**What you need to do:** In the entries below, find every line with "surrounding" and copy it.

(Input records begins)

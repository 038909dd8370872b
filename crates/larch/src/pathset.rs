//! Concurrent registry of onion paths.
//!
//! Paths are keyed by `(upstream router, receive-side path id)` and
//! selected by role, endpoint, freshness, or XOR distance. The
//! surrounding router's event loop is single-threaded, but tick
//! callbacks and inbound handlers reach this registry from separate
//! contexts, so every public method holds the registry mutex for its
//! whole duration. Lock regions stay short and never call out, except
//! the introduction filter predicate, which must be pure and
//! non-blocking.

use std::collections::btree_map::Entry;
use std::collections::{BTreeMap, BTreeSet};
use std::sync::{Arc, Mutex, MutexGuard};

use crate::crypto::Crypto;
use crate::path::{Introduction, Path, PathRef, PathRole, PathStatus};
use crate::types::{PathId, RouterContext, RouterId};

type PathKey = (RouterId, PathId);
type PathMap = BTreeMap<PathKey, PathRef>;

type MinRequiredHook = Arc<dyn Fn(PathRole) -> usize + Send + Sync>;
type BuildTimeoutHook = Arc<dyn Fn(&PathRef) + Send + Sync>;

/// Registry of in-flight and established paths with selection and
/// lifecycle operations.
///
/// `num_paths` is a soft target: the capacity policy deliberately admits
/// one path over the target in each of the Building and Established
/// states, matching the surrounding builder's long-standing behavior.
///
/// Iteration follows the `BTreeMap` key order, so every "first match
/// wins" tie-break below deterministically favors the lowest
/// `(upstream, rxid)` key.
pub struct PathSet {
    name: String,
    num_paths: usize,
    paths: Mutex<PathMap>,
    min_required: Option<MinRequiredHook>,
    on_build_timeout: Option<BuildTimeoutHook>,
}

impl PathSet {
    pub fn new(num_paths: usize) -> Self {
        Self {
            name: "paths".to_string(),
            num_paths,
            paths: Mutex::new(BTreeMap::new()),
            min_required: None,
            on_build_timeout: None,
        }
    }

    /// Label used in diagnostics.
    pub fn with_name(mut self, name: impl Into<String>) -> Self {
        self.name = name.into();
        self
    }

    /// Override the per-role minimum path requirement (defaults to 0).
    pub fn with_min_required(
        mut self,
        f: impl Fn(PathRole) -> usize + Send + Sync + 'static,
    ) -> Self {
        self.min_required = Some(Arc::new(f));
        self
    }

    /// Hook invoked after a path build timeout is logged.
    pub fn with_build_timeout_hook(
        mut self,
        f: impl Fn(&PathRef) + Send + Sync + 'static,
    ) -> Self {
        self.on_build_timeout = Some(Arc::new(f));
        self
    }

    pub fn name(&self) -> &str {
        &self.name
    }

    fn locked(&self) -> MutexGuard<'_, PathMap> {
        self.paths.lock().unwrap_or_else(|e| e.into_inner())
    }

    // -----------------------------------------------------------------
    // Lifecycle
    // -----------------------------------------------------------------

    /// Register a path under `(upstream, rxid)`. If the key is already
    /// mapped the existing entry wins and `false` is returned; callers
    /// that care must check before building a replacement.
    pub fn add_path(&self, path: PathRef) -> bool {
        let key = (path.upstream(), path.rxid());
        match self.locked().entry(key) {
            Entry::Vacant(slot) => {
                slot.insert(path);
                true
            }
            Entry::Occupied(_) => false,
        }
    }

    /// Erase the entry keyed by this path's `(upstream, rxid)`.
    pub fn remove_path(&self, path: &dyn Path) {
        self.locked().remove(&(path.upstream(), path.rxid()));
    }

    /// Drive each path's own upkeep.
    pub fn tick_paths(&self, now: u64, router: &dyn RouterContext) {
        let paths = self.locked();
        for path in paths.values() {
            path.tick(now, router);
        }
    }

    /// Drop every path that has expired as of `now`.
    pub fn expire_paths(&self, now: u64) {
        let mut paths = self.locked();
        if paths.is_empty() {
            return;
        }
        paths.retain(|_, path| !path.expired(now));
    }

    /// A build deadline passed without the path establishing. Logs at
    /// warn; removal is the caller's decision.
    pub fn handle_path_build_timeout(&self, path: &PathRef) {
        tracing::warn!("{} path build {} timed out", self.name, path.hops_string());
        if let Some(hook) = &self.on_build_timeout {
            hook(path);
        }
    }

    // -----------------------------------------------------------------
    // Capacity policy
    // -----------------------------------------------------------------

    /// Minimum number of live paths required for `roles`. Base policy
    /// requires none.
    pub fn min_required_for_roles(&self, roles: PathRole) -> usize {
        match &self.min_required {
            Some(f) => f(roles),
            None => 0,
        }
    }

    /// Whether the builder should start another path. Admits one over
    /// the target on both counts; preserve the bias.
    pub fn should_build_more(&self, _now: u64) -> bool {
        let building = self.num_in_status(PathStatus::Building);
        if building > self.num_paths {
            return false;
        }
        let established = self.num_in_status(PathStatus::Established);
        established <= self.num_paths
    }

    /// Whether `roles` is under-served: fewer role-supporting paths that
    /// are not about to expire than the per-role minimum.
    pub fn should_build_more_for_roles(&self, now: u64, roles: PathRole) -> bool {
        let required = self.min_required_for_roles(roles);
        let paths = self.locked();
        let has = paths
            .values()
            .filter(|p| p.supports_any_roles(roles) && !p.expires_soon(now))
            .count();
        has < required
    }

    // -----------------------------------------------------------------
    // Selection
    // -----------------------------------------------------------------

    /// Ready, role-supporting path whose endpoint minimizes the XOR
    /// metric to `id`. First match in key order wins ties.
    pub fn get_established_path_closest_to(
        &self,
        id: RouterId,
        roles: PathRole,
    ) -> Option<PathRef> {
        let paths = self.locked();
        let mut best: Option<&PathRef> = None;
        let mut dist = RouterId::max_distance();
        for path in paths.values() {
            if !path.is_ready() || !path.supports_any_roles(roles) {
                continue;
            }
            let local = path.endpoint() ^ id;
            if local < dist {
                dist = local;
                best = Some(path);
            }
        }
        best.cloned()
    }

    /// Ready, role-supporting path to `id` with the latest-expiring
    /// introduction.
    pub fn get_newest_path_by_router(&self, id: RouterId, roles: PathRole) -> Option<PathRef> {
        let paths = self.locked();
        let mut chosen: Option<&PathRef> = None;
        for path in paths.values() {
            if !path.is_ready() || !path.supports_any_roles(roles) {
                continue;
            }
            if path.endpoint() != id {
                continue;
            }
            match chosen {
                Some(best) if best.intro().expires_at >= path.intro().expires_at => {}
                _ => chosen = Some(path),
            }
        }
        chosen.cloned()
    }

    /// Ready, role-supporting path to `id` with the lowest measured
    /// latency.
    pub fn get_path_by_router(&self, id: RouterId, roles: PathRole) -> Option<PathRef> {
        let paths = self.locked();
        let mut chosen: Option<&PathRef> = None;
        for path in paths.values() {
            if !path.is_ready() || !path.supports_any_roles(roles) {
                continue;
            }
            if path.endpoint() != id {
                continue;
            }
            match chosen {
                Some(best) if best.intro().latency <= path.intro().latency => {}
                _ => chosen = Some(path),
            }
        }
        chosen.cloned()
    }

    /// First path terminating at `ep` with transmit-side id `id`. No
    /// readiness or role filter.
    pub fn get_by_endpoint_with_id(&self, ep: RouterId, id: PathId) -> Option<PathRef> {
        let paths = self.locked();
        paths
            .values()
            .find(|p| p.is_endpoint(ep, id))
            .cloned()
    }

    /// First path whose receive-side id equals `id`. No filter.
    pub fn get_path_by_id(&self, id: PathId) -> Option<PathRef> {
        let paths = self.locked();
        paths.values().find(|p| p.rxid() == id).cloned()
    }

    /// Exact key lookup.
    pub fn get_by_upstream(&self, remote: RouterId, rxid: PathId) -> Option<PathRef> {
        self.locked().get(&(remote, rxid)).cloned()
    }

    /// Count of established, role-supporting paths.
    pub fn available_paths(&self, roles: PathRole) -> usize {
        let paths = self.locked();
        paths
            .values()
            .filter(|p| p.status() == PathStatus::Established && p.supports_any_roles(roles))
            .count()
    }

    pub fn num_in_status(&self, status: PathStatus) -> usize {
        let paths = self.locked();
        paths.values().filter(|p| p.status() == status).count()
    }

    /// Count of ready paths still alive at `future`.
    pub fn num_paths_existing_at(&self, future: u64) -> usize {
        let paths = self.locked();
        paths
            .values()
            .filter(|p| p.is_ready() && !p.expired(future))
            .count()
    }

    /// Uniform random pick over ready, role-supporting paths.
    pub fn pick_random_established_path(&self, roles: PathRole) -> Option<PathRef> {
        let paths = self.locked();
        let established: Vec<&PathRef> = paths
            .values()
            .filter(|p| p.is_ready() && p.supports_any_roles(roles))
            .collect();
        if established.is_empty() {
            return None;
        }
        let idx = (Crypto::randint() % established.len() as u64) as usize;
        Some(established[idx].clone())
    }

    // -----------------------------------------------------------------
    // Introductions
    // -----------------------------------------------------------------

    /// Replace `intros` with the introductions of every ready path.
    /// Returns true iff any were inserted.
    pub fn current_introductions(&self, intros: &mut BTreeSet<Introduction>) -> bool {
        self.current_introductions_with_filter(intros, |_| true)
    }

    /// As `current_introductions`, keeping only introductions accepted
    /// by `filter`. The predicate runs under the registry lock.
    pub fn current_introductions_with_filter(
        &self,
        intros: &mut BTreeSet<Introduction>,
        filter: impl Fn(&Introduction) -> bool,
    ) -> bool {
        intros.clear();
        let mut count = 0;
        let paths = self.locked();
        for path in paths.values() {
            if !path.is_ready() {
                continue;
            }
            let intro = path.intro();
            if filter(&intro) {
                intros.insert(intro);
                count += 1;
            }
        }
        count > 0
    }

    /// Set `intro` to the latest-expiring ready introduction. Leaves it
    /// cleared and returns false when nothing is ready.
    pub fn newest_intro(&self, intro: &mut Introduction) -> bool {
        intro.clear();
        let mut found = false;
        let paths = self.locked();
        for path in paths.values() {
            if path.is_ready() && path.intro().expires_at > intro.expires_at {
                *intro = path.intro();
                found = true;
            }
        }
        found
    }
}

(Input records ends)

**Written reply:**
//! surrounding router's event loop is single-threaded, but tick
/// states, matching the surrounding builder's long-standing behavior.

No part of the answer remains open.